WHAT TO WORK ON.
Every line below that holds the string "trailing" should be copied out.

*** DATA TO USE ***

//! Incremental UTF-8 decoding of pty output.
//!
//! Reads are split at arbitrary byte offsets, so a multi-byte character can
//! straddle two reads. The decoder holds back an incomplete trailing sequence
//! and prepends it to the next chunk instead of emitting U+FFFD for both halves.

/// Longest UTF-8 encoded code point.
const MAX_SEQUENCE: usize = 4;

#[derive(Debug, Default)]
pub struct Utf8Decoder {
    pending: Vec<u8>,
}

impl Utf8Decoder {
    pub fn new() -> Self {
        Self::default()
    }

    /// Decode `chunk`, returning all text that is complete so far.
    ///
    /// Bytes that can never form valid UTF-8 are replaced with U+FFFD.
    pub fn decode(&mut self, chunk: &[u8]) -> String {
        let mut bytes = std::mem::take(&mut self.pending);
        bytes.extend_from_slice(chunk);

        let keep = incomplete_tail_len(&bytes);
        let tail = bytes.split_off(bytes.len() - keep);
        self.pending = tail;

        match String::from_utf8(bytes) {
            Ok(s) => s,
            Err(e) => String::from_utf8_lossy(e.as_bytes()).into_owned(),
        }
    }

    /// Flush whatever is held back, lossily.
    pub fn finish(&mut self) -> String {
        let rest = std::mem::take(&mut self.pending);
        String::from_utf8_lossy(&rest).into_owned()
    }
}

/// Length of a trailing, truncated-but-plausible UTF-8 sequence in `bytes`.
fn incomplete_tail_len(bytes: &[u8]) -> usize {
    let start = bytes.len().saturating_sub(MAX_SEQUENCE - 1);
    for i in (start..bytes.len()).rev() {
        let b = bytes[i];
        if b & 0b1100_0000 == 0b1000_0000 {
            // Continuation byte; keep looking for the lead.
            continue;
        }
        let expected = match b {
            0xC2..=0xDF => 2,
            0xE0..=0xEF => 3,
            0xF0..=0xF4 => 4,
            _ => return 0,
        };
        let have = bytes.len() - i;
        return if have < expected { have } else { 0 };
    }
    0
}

*** End of DATA TO USE ***

ANSWER SPACE.
//! straddle two reads. The decoder holds back an incomplete trailing sequence
/// Length of a trailing, truncated-but-plausible UTF-8 sequence in `bytes`.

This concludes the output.